Ajamaru Lakes rainbowfish
- Conservation status: Critically Endangered (IUCN 3.1)

Scientific classification
- Kingdom: Animalia
- Phylum: Chordata
- Class: Actinopterygii
- Order: Atheriniformes
- Family: Melanotaeniidae
- Genus: Melanotaenia
- Species: M. ajamaruensis
- Binomial name: Melanotaenia ajamaruensis G. R. Allen & N. J. Cross, 1980

= Ajamaru Lakes rainbowfish =

- Authority: G. R. Allen & N. J. Cross, 1980
- Conservation status: CR

Species of fish

The Ajamaru Lakes rainbowfish (Melanotaenia ajamaruensis) is a species of rainbowfish in the Melanotaeniinae subfamily. It is endemic to the Ayamaru Lakes in West Papua, Indonesia. The fish was announced in 1996 based on its IUCN status, then rediscovered in 2007 in the Kaliwensi river, Sorong, West Papua.

== Description ==
This species of freshwater fish is a schooling fish that tends to measure at about 11cm. Similar to other Melanotaenia, this fish is generally reddish brown on the front and back half of the body with yellow or tan gradations on the posterior with reddish brown horizontal stripes on the sides. Occasionally, live fish can have a metallic blue to yellowish base color, or be green with yellow horizontal stripes. Male fish tend to have a more obvious color than female fish, but the male population of the Melanotaenia ajamaruensis is lower than the female population.

The average size of the Melanotaenia ajamaruensis egg diameter, measured from a total of 50 laid egg samples, is approximately 0.98mm. This fish reaches sexual maturity as early as 8-months old, when they are capable of producing transparent eggs.

== Conservation ==
The IUCN records this species as having a data deficiency so it requires further research and conservation. In nature this fish faces threats from the Toraja snakehead fish and Cyprinus, which are invasive species of fish that were introduced to the region. There is concern that these biological threats will cause extinction, so conservation efforts are being carried out is ex situ habitats, where it has been found that the Melanotaenia ajamaruensis is able to reproduce.

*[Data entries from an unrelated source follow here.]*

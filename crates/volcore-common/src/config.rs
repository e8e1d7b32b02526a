//! Agent configuration.
//!
//! Loaded the way `objectio-osd` loads its config: a TOML file deserialized
//! with `toml::from_str`, then overridden field-by-field by whatever was
//! passed on the command line. There is no `config::Config::builder` layer
//! here — just a struct and `toml`.

use std::time::Duration;

use serde::{Deserialize, Serialize};

#[derive(Debug, Clone, Serialize, Deserialize)]
#[serde(default)]
pub struct Config {
    pub node: NodeConfig,
    pub cloud: CloudConfig,
    pub repository: RepositoryConfig,
    pub nbd: NbdConfig,
    pub device: DeviceConfig,
    pub restore: RestoreConfig,
    pub logging: LoggingConfig,
}

impl Default for Config {
    fn default() -> Self {
        Self {
            node: NodeConfig::default(),
            cloud: CloudConfig::default(),
            repository: RepositoryConfig::default(),
            nbd: NbdConfig::default(),
            device: DeviceConfig::default(),
            restore: RestoreConfig::default(),
            logging: LoggingConfig::default(),
        }
    }
}

impl Config {
    /// Parse a TOML config file. Missing sections fall back to defaults.
    pub fn from_toml_str(s: &str) -> Result<Self, toml::de::Error> {
        toml::from_str(s)
    }
}

#[derive(Debug, Clone, Serialize, Deserialize)]
#[serde(default)]
pub struct NodeConfig {
    pub vm_id: String,
    pub data_dir: String,
}

impl Default for NodeConfig {
    fn default() -> Self {
        Self {
            vm_id: String::new(),
            data_dir: "/var/lib/volcore".into(),
        }
    }
}

#[derive(Debug, Clone, Serialize, Deserialize)]
#[serde(default)]
pub struct CloudConfig {
    pub endpoint: String,
    pub api_key: String,
    #[serde(with = "duration_secs")]
    pub attach_timeout: Duration,
    #[serde(with = "duration_secs")]
    pub detach_timeout: Duration,
    #[serde(with = "duration_secs")]
    pub job_poll_interval: Duration,
    #[serde(with = "duration_secs")]
    pub job_poll_timeout: Duration,
    pub max_retries: u32,
}

impl Default for CloudConfig {
    fn default() -> Self {
        Self {
            endpoint: String::new(),
            api_key: String::new(),
            attach_timeout: Duration::from_secs(30),
            detach_timeout: Duration::from_secs(30),
            job_poll_interval: Duration::from_secs(2),
            job_poll_timeout: Duration::from_secs(300),
            max_retries: 3,
        }
    }
}

#[derive(Debug, Clone, Serialize, Deserialize)]
#[serde(default)]
pub struct RepositoryConfig {
    pub path: String,
}

impl Default for RepositoryConfig {
    fn default() -> Self {
        Self {
            path: "/var/lib/volcore/state.redb".into(),
        }
    }
}

#[derive(Debug, Clone, Serialize, Deserialize)]
#[serde(default)]
pub struct NbdConfig {
    pub export_config_dir: String,
    pub base_port: u16,
    pub max_exports: u32,
}

impl Default for NbdConfig {
    fn default() -> Self {
        Self {
            export_config_dir: "/etc/nbd-server/conf.d".into(),
            base_port: 10809,
            max_exports: 64,
        }
    }
}

#[derive(Debug, Clone, Serialize, Deserialize)]
#[serde(default)]
pub struct DeviceConfig {
    /// Size tolerance for correlating a cloud volume to a just-appeared
    /// Linux block device, in bytes. Default 3 GiB accounts for alignment
    /// and filesystem overhead differences between the source and the
    /// cloud volume.
    pub size_tolerance_bytes: u64,
    #[serde(with = "duration_secs")]
    pub uevent_coalesce_window: Duration,
    pub uevent_queue_capacity: usize,
}

impl Default for DeviceConfig {
    fn default() -> Self {
        Self {
            size_tolerance_bytes: 3 * 1024 * 1024 * 1024,
            uevent_coalesce_window: Duration::from_millis(200),
            uevent_queue_capacity: 256,
        }
    }
}

#[derive(Debug, Clone, Serialize, Deserialize)]
#[serde(default)]
pub struct RestoreConfig {
    pub mount_root: String,
    pub nbd_device_pool: Vec<String>,
    #[serde(with = "duration_secs")]
    pub idle_ttl: Duration,
    #[serde(with = "duration_secs")]
    pub reaper_interval: Duration,
}

impl Default for RestoreConfig {
    fn default() -> Self {
        Self {
            mount_root: "/var/lib/volcore/restore".into(),
            nbd_device_pool: (0..8).map(|n| format!("/dev/nbd{n}")).collect(),
            idle_ttl: Duration::from_secs(3600),
            reaper_interval: Duration::from_secs(900),
        }
    }
}

#[derive(Debug, Clone, Serialize, Deserialize)]
#[serde(default)]
pub struct LoggingConfig {
    pub filter: String,
    pub json: bool,
}

impl Default for LoggingConfig {
    fn default() -> Self {
        Self {
            filter: "info".into(),
            json: false,
        }
    }
}

/// State Recovery's periodic reconciliation tick interval. Not part of
/// `Config` proper since the teacher keeps ticker intervals as `const`s
/// next to the component that owns them (see `SmartMonitor`); exposed here
/// so `volcore-core` doesn't need its own copy.
pub const RECOVERY_TICK_INTERVAL: Duration = Duration::from_secs(300);

mod duration_secs {
    use std::time::Duration;

    use serde::{Deserialize, Deserializer, Serializer};

    pub fn serialize<S: Serializer>(d: &Duration, s: S) -> Result<S::Ok, S::Error> {
        s.serialize_u64(d.as_secs())
    }

    pub fn deserialize<'de, D: Deserializer<'de>>(d: D) -> Result<Duration, D::Error> {
        Ok(Duration::from_secs(u64::deserialize(d)?))
    }
}

#[cfg(test)]
mod tests {
    use super::*;

    #[test]
    fn defaults_match_spec_constants() {
        let cfg = Config::default();
        assert_eq!(cfg.cloud.attach_timeout, Duration::from_secs(30));
        assert_eq!(cfg.cloud.detach_timeout, Duration::from_secs(30));
        assert_eq!(cfg.device.size_tolerance_bytes, 3 * 1024 * 1024 * 1024);
        assert_eq!(cfg.restore.nbd_device_pool.len(), 8);
        assert_eq!(cfg.restore.idle_ttl, Duration::from_secs(3600));
        assert_eq!(cfg.restore.reaper_interval, Duration::from_secs(900));
    }

    #[test]
    fn parses_partial_toml_with_defaults() {
        let toml = r#"
            [node]
            vm_id = "vm-1"
        "#;
        let cfg = Config::from_toml_str(toml).unwrap();
        assert_eq!(cfg.node.vm_id, "vm-1");
        assert_eq!(cfg.nbd.base_port, 10809);
    }
}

Research discovered that the male to female sex ratio of the Melanotaenia ajamaruensis is 1:3, meaning one male fish is able to fertilize 3 individual female fish. This ratio has the highest fertilization rate and the highest number of spawning, eggs, and larvae. In the ex situ habitats, the fish have been measured to have a daily growth of about 0.26mm per day. In further research, it has been shown that having a Spirulina content in feed up to 6% is directly proportional to improving the reproductive performance of the Melanotaenia ajamaruensis, though further research is necessary to obtain the optimal levels of Spirulina.